キーワード解説:過疎地域の医療
医師の数は地域によって違いがあり、医師は大都市に集中します。田舎に行けば行くほど医師数は少なくなり、患者は適正な医療を受けられない可能性があります。
足りないお医者さん
海外と比べても少ない、医師の数
厚生労働省の「平成30年(2018年)医師・歯科医師・薬剤師統計の概況」によると、意志の数は増えているものの、海外と比べて足りない傾向にあります。
参考:
平成30年12月31日現在における全国の届出「医師数」は327,210人で、「男」255,452人(総数の78.1%)、「女」71,758 人(同21.9%)となっています。
平成30 年届出医師数を平成28 年(以下「前回」という。)と比べると7,730 人、2.4%増加しています。
また、人口10 万対医師数は258.8 人で、前回に比べ7.1 人増加しています。
2006年の調査では、日本の人口1000人あたりの医師数は2.0でありますが、OECD平均では3.3であり、上位国では4.9に上ります。
日本は約3倍の差をつけられていることになります。
1000病床あたりの医師数では、日本は14.9ですがOECD平均で65.6、上位国では109.6となり7倍差ついています。
このように、日本では医師の絶対数が他国に比べて少ないのです。
なぜ足りない?
医師の数は地域によって違いがあり、医師は大都市に集中します。
東京に近くて県庁所在地のある、比較的人口密集した都会は医師が足りていますが、郊外に行って都心からどんどん離れるに従い医師の数は減ってきています。
最先端の医療技術があり、情報が多くあるので都会に集中する傾向があり、その影響で人口の少ない過疎地には、どうしても医師が不足するということになります。
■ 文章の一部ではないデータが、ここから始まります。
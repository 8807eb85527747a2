//! Error types and exit codes for cinerec
//!
//! Exit codes:
//! - 0: Success
//! - 1: Generic failure
//! - 2: Usage error (bad flags/args)
//! - 3: Data error (missing catalog tables, unresolvable titles)
//!
//! Query-time conditions (unknown title, unavailable feature) are recoverable
//! and surface as empty results rather than errors; the variants below exist
//! so callers that do want to propagate them have a typed vocabulary.

use std::path::PathBuf;
use thiserror::Error;

/// Exit codes for the cinerec CLI
#[derive(Debug, Clone, Copy, PartialEq, Eq)]
pub enum ExitCode {
    /// Success (0)
    Success = 0,
    /// Generic failure (1)
    Failure = 1,
    /// Usage error - bad flags/args (2)
    Usage = 2,
    /// Data error - missing catalog, unknown title (3)
    Data = 3,
}

impl From<ExitCode> for i32 {
    fn from(code: ExitCode) -> i32 {
        code as i32
    }
}

/// Errors that can occur during cinerec operations
#[derive(Error, Debug)]
pub enum CinerecError {
    // Usage errors (exit code 2)
    #[error("unknown format: {0} (expected: human or json)")]
    UnknownFormat(String),

    #[error("{0}")]
    UsageError(String),

    // Data errors (exit code 3)
    #[error("required catalog table not found: {path:?}")]
    MissingCatalog { path: PathBuf },

    #[error("unknown title: {title}")]
    UnknownTitle { title: String },

    // Recovered locally by rebuilding; never user-facing
    #[error("similarity cache for feature '{feature}' is corrupt: {reason}")]
    CacheCorrupt { feature: String, reason: String },

    // Feature degraded to unavailable; dependent queries return empty
    #[error("feature '{feature}' yields no usable vocabulary")]
    EmptyVocabulary { feature: String },

    // Absorbed by provider implementations via placeholder values
    #[error("metadata provider error: {0}")]
    Provider(String),

    // Generic failures (exit code 1)
    #[error("IO error: {0}")]
    Io(#[from] std::io::Error),

    #[error("JSON error: {0}")]
    Json(#[from] serde_json::Error),

    #[error("CSV error: {0}")]
    Csv(#[from] csv::Error),

    #[error("{0}")]
    Other(String),
}

impl CinerecError {
    /// Get the appropriate exit code for this error
    pub fn exit_code(&self) -> ExitCode {
        match self {
            // Usage errors
            CinerecError::UnknownFormat(_) | CinerecError::UsageError(_) => ExitCode::Usage,

            // Data errors
            CinerecError::MissingCatalog { .. } | CinerecError::UnknownTitle { .. } => {
                ExitCode::Data
            }

            // Generic failures
            CinerecError::CacheCorrupt { .. }
            | CinerecError::EmptyVocabulary { .. }
            | CinerecError::Provider(_)
            | CinerecError::Io(_)
            | CinerecError::Json(_)
            | CinerecError::Csv(_)
            | CinerecError::Other(_) => ExitCode::Failure,
        }
    }

    /// Get the error type identifier
    fn error_type(&self) -> &'static str {
        match self {
            CinerecError::UnknownFormat(_) => "unknown_format",
            CinerecError::UsageError(_) => "usage_error",
            CinerecError::MissingCatalog { .. } => "missing_catalog",
            CinerecError::UnknownTitle { .. } => "unknown_title",
            CinerecError::CacheCorrupt { .. } => "cache_corrupt",
            CinerecError::EmptyVocabulary { .. } => "empty_vocabulary",
            CinerecError::Provider(_) => "provider_error",
            CinerecError::Io(_) => "io_error",
            CinerecError::Json(_) => "json_error",
            CinerecError::Csv(_) => "csv_error",
            CinerecError::Other(_) => "other",
        }
    }

    /// Convert error to JSON representation for structured error output
    pub fn to_json(&self) -> serde_json::Value {
        serde_json::json!({
            "error": {
                "code": self.exit_code() as i32,
                "type": self.error_type(),
                "message": self.to_string(),
            }
        })
    }
}

/// Result type alias for cinerec operations
pub type Result<T> = std::result::Result<T, CinerecError>;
田舎に行けば行くほど医師数は少なくなり、患者は適正な医療を受けられない可能性があります。
また僻地の勤務状況によっては、ほぼ24時間365日の拘束をされる勤務を要求する病院もあり、「体が持たない」と、辞めるケースもみられるようになっています。
医師数の絶対数が足りないということもありますが、地域の偏在による問題も挙げられるのです。
診療科による偏在
医師は診療科によっても偏在が見られます。
診療科別に見ると「内科」が 60,403 人(19.4%)と最も多く、次いで「整形外科」21,883 人(7.0%)、「小児科」17,321 人(5.6%)となっています。
これに対し、「救急科」は3,590人(1.2%)、「外科」は13,751人(4.4%)となり、診療科によって偏在していることがわかります。
女性医師は家庭に専念される方もおり、医師不足の遠因となっています。
まとめ
日本社会は少子高齢化で、人口も減っていきます。
これから多くの地域病院は減っていくことが予想されます。
地域の住民が安心して生活できるような医療を目指し、街一体となって医療を作っていくことが重要です。
新たな医療の形を作っていかなければなりません。